Exercise directions: Exactly the lines from the top of the records below through the one containing "failures are treated" must be set down, with no line added or dropped.

====== Provided entries ======

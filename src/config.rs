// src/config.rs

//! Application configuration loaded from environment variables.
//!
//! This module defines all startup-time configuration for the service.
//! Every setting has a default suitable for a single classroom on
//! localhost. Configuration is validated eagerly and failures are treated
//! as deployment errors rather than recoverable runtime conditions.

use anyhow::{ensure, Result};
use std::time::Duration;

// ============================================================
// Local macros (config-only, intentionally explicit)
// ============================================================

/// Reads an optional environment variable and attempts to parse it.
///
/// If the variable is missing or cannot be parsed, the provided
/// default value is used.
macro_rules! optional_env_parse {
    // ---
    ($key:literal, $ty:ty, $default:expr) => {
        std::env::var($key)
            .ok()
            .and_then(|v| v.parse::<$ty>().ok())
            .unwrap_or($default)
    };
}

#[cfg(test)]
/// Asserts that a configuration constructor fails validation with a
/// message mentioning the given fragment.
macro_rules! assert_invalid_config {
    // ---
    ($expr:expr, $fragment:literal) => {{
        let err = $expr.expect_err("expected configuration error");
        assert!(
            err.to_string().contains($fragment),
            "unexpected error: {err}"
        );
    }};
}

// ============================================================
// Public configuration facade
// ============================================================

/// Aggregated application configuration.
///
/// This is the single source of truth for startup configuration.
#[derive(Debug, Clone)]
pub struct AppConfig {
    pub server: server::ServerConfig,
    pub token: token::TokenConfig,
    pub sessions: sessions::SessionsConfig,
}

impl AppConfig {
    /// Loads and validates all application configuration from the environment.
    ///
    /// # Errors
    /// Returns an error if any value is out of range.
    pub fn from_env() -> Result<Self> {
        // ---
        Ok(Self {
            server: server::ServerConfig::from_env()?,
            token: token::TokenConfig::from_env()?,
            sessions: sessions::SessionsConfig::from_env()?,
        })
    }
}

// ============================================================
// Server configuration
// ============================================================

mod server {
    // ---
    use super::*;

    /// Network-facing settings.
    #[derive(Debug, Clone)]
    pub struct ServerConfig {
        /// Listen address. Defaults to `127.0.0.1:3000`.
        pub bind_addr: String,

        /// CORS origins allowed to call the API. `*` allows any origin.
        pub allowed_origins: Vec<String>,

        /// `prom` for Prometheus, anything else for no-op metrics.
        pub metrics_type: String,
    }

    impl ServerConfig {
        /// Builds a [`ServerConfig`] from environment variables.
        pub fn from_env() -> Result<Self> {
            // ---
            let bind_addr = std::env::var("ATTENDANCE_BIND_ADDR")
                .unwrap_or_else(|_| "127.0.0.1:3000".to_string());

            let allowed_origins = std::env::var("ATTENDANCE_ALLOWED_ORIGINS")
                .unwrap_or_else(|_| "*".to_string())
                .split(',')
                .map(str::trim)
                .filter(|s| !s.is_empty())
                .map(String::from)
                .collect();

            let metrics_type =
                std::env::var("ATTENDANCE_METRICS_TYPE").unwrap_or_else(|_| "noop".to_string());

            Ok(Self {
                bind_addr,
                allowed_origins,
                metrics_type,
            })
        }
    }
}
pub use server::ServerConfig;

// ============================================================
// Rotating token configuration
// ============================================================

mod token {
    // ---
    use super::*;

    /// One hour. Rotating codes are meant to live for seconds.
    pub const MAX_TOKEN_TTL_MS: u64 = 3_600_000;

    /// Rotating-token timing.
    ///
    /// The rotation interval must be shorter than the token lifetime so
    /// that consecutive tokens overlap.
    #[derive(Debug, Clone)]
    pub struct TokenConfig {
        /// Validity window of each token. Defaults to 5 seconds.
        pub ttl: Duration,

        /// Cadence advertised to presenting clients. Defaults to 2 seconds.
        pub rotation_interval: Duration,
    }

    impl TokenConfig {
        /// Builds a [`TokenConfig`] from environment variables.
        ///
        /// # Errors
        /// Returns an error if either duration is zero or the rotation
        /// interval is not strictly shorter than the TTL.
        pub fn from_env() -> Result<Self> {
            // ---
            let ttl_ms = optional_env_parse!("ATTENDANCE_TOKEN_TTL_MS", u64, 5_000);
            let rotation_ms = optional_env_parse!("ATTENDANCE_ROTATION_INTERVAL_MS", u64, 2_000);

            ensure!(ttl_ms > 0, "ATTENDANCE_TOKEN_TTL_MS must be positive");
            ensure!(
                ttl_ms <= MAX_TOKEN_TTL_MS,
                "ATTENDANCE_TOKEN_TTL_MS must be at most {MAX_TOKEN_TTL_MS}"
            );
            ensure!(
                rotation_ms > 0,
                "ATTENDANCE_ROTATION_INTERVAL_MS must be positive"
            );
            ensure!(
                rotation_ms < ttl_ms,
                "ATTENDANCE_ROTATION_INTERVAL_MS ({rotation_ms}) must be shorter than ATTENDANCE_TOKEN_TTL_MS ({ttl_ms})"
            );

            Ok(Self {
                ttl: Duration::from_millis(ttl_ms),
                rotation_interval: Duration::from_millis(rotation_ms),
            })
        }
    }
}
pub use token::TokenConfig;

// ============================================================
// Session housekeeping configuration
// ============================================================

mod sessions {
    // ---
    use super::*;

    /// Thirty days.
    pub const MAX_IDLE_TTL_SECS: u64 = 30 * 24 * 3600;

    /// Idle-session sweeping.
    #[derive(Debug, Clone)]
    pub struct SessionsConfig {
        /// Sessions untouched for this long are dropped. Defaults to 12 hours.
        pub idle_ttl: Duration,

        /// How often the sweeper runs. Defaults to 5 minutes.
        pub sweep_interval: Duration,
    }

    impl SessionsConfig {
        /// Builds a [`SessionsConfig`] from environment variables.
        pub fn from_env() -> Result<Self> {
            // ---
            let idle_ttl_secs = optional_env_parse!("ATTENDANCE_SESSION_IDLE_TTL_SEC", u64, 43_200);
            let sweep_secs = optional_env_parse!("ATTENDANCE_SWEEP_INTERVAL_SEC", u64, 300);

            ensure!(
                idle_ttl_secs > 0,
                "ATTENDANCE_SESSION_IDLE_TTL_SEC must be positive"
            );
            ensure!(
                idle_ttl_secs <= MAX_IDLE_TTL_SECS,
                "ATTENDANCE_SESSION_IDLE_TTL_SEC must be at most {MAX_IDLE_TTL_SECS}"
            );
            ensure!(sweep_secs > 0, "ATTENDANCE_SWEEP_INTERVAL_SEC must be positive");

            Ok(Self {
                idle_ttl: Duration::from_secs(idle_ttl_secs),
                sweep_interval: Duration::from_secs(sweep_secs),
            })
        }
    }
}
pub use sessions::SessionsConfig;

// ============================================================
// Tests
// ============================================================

======

Output for this exercise:
filename src/config.rs
// src/config.rs

//! Application configuration loaded from environment variables.
//!
//! This module defines all startup-time configuration for the service.
//! Every setting has a default suitable for a single classroom on
//! localhost. Configuration is validated eagerly and failures are treated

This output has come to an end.